> _What is expected_
If a line in the data contains "Assets", copy it out.

> _Supplied data_
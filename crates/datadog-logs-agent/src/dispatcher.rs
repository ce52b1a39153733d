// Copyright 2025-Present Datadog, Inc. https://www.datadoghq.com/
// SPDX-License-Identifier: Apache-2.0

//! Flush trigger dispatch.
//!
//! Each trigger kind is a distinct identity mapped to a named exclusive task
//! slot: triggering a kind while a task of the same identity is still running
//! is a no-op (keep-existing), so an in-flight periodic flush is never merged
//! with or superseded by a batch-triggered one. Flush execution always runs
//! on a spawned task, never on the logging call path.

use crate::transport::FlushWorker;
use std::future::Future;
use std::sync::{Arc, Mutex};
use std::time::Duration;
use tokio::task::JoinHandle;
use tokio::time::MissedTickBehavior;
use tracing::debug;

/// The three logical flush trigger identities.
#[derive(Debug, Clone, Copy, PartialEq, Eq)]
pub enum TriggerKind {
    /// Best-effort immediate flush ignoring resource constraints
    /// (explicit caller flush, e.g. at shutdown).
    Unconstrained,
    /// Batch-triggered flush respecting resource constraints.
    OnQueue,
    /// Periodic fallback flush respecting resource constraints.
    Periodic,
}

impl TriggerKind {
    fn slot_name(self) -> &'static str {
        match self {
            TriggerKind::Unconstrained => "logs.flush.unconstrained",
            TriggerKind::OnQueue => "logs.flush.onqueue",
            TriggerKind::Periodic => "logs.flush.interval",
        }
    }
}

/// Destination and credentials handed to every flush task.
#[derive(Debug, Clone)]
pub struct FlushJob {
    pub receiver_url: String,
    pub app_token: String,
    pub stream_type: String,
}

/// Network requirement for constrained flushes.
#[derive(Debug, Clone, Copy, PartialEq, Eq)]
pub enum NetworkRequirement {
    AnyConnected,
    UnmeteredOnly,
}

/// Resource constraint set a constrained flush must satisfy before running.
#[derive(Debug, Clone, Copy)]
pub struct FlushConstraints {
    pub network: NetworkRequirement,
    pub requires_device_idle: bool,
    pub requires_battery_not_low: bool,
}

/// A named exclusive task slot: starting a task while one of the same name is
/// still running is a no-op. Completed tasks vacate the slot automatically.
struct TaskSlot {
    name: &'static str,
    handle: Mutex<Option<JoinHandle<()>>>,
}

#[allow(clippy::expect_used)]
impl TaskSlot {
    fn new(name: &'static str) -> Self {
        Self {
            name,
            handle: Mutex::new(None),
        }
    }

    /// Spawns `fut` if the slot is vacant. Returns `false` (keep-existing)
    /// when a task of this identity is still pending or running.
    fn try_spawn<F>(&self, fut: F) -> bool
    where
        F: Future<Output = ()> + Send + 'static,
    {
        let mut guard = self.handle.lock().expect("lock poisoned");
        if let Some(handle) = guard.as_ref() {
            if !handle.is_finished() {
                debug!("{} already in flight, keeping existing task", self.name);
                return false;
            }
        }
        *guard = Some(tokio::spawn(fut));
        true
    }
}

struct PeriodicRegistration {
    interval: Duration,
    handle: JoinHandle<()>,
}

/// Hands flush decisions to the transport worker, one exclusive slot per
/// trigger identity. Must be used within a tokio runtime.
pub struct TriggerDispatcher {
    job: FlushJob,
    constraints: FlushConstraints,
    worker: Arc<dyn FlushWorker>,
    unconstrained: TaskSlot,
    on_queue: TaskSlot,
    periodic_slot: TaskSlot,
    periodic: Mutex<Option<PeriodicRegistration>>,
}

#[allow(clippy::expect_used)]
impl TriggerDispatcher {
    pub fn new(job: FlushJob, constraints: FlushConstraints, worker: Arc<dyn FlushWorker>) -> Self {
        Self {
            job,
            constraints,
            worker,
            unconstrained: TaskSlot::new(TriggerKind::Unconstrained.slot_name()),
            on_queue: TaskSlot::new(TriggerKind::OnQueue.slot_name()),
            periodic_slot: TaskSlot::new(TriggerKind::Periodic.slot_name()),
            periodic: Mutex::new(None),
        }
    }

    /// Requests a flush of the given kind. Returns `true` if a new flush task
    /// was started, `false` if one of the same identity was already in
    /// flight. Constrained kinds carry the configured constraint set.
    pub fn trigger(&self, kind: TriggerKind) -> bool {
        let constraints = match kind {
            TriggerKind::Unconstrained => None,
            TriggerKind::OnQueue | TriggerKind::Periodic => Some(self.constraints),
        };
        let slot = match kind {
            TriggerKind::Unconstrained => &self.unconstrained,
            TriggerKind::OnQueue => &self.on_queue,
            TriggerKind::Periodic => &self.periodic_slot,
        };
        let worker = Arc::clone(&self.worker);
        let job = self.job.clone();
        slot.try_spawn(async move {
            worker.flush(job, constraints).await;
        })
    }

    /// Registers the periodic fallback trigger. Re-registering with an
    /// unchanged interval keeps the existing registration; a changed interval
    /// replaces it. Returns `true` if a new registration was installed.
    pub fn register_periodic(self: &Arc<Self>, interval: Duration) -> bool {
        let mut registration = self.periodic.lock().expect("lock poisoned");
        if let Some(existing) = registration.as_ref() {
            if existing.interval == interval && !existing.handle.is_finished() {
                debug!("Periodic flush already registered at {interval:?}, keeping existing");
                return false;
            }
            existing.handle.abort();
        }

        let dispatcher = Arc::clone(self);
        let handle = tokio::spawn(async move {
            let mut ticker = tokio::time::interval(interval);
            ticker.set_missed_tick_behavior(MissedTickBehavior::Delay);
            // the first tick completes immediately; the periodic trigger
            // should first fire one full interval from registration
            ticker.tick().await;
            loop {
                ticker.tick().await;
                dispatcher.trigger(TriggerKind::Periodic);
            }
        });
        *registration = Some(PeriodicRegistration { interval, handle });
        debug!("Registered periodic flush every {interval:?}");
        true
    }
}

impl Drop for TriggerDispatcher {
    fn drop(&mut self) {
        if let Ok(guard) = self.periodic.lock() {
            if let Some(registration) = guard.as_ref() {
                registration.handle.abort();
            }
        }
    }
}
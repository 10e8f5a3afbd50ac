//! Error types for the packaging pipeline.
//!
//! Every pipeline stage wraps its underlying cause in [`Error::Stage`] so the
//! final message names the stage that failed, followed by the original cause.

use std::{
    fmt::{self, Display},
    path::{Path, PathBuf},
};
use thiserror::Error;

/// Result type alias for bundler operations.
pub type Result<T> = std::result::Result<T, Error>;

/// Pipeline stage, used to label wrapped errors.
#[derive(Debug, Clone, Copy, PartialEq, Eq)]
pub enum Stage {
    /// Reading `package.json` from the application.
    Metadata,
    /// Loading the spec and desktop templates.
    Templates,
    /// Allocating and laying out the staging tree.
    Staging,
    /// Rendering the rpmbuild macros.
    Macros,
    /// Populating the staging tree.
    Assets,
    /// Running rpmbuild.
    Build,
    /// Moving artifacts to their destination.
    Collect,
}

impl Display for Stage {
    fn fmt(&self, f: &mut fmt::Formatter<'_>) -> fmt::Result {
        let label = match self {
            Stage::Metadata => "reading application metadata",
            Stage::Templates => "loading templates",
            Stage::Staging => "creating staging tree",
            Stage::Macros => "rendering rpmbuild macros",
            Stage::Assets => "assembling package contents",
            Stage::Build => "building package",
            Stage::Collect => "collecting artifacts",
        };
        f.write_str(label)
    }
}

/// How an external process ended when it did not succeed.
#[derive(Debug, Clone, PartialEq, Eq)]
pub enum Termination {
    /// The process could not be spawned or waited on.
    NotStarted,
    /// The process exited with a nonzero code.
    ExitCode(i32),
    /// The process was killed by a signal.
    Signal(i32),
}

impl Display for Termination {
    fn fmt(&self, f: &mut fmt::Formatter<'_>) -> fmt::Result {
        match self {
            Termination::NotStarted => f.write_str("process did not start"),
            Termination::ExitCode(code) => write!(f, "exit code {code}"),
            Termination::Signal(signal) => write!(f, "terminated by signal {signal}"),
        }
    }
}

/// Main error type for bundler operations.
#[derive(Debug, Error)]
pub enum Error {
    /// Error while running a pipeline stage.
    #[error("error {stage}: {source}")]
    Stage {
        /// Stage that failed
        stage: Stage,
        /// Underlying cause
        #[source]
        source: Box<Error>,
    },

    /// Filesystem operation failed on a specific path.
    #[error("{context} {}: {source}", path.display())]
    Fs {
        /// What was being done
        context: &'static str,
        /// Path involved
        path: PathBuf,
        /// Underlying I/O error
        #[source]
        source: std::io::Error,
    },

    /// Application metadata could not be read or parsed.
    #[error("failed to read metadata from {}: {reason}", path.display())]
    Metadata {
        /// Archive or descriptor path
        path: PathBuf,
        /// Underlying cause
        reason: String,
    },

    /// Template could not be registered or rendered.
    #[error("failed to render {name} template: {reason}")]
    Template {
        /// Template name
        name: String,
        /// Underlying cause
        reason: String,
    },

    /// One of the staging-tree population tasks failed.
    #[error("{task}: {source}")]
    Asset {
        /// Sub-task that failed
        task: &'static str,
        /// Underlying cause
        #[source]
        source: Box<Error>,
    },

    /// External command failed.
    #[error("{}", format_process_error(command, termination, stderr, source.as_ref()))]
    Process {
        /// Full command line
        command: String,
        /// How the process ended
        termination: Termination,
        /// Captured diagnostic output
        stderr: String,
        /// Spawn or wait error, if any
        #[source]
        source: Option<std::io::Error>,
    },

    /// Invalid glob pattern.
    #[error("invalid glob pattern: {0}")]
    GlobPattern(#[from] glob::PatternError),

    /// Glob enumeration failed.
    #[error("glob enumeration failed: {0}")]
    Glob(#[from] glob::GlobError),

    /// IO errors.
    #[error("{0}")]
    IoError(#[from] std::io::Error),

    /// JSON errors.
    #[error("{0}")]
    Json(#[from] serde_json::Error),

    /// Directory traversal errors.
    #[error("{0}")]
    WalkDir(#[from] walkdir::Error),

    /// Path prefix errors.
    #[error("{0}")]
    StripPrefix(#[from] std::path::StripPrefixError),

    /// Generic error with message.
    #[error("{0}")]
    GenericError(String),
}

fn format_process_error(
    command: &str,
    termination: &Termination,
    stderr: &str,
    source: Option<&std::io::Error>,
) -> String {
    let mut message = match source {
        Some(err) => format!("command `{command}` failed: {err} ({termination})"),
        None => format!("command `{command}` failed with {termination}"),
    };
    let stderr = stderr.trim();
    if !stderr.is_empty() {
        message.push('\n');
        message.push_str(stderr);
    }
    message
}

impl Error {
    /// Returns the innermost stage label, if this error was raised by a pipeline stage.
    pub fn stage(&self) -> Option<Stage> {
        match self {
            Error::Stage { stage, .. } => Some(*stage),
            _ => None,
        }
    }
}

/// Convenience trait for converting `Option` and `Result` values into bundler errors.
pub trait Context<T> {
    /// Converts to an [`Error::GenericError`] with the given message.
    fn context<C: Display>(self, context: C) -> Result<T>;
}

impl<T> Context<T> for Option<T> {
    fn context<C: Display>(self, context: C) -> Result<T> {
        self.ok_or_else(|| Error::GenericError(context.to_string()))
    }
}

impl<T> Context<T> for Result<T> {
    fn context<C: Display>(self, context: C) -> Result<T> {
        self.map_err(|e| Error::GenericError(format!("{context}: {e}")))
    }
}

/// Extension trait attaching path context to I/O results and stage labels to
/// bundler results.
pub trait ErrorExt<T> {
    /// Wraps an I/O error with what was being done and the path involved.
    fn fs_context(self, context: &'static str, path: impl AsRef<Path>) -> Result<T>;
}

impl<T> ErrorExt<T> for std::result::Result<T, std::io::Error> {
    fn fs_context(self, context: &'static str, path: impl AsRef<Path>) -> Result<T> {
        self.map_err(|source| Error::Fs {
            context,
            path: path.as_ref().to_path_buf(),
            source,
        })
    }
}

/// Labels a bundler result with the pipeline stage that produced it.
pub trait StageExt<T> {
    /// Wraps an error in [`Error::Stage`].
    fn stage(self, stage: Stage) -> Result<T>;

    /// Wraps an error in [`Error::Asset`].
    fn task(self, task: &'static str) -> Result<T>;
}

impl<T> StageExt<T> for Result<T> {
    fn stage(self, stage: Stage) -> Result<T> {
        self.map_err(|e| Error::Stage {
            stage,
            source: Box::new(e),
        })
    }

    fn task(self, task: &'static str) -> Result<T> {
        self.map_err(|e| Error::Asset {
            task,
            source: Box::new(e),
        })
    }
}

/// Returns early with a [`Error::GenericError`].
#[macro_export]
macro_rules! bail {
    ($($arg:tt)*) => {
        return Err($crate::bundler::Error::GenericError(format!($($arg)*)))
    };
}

> _Solution to this task_
    Assets,
            Stage::Assets => "assembling package contents",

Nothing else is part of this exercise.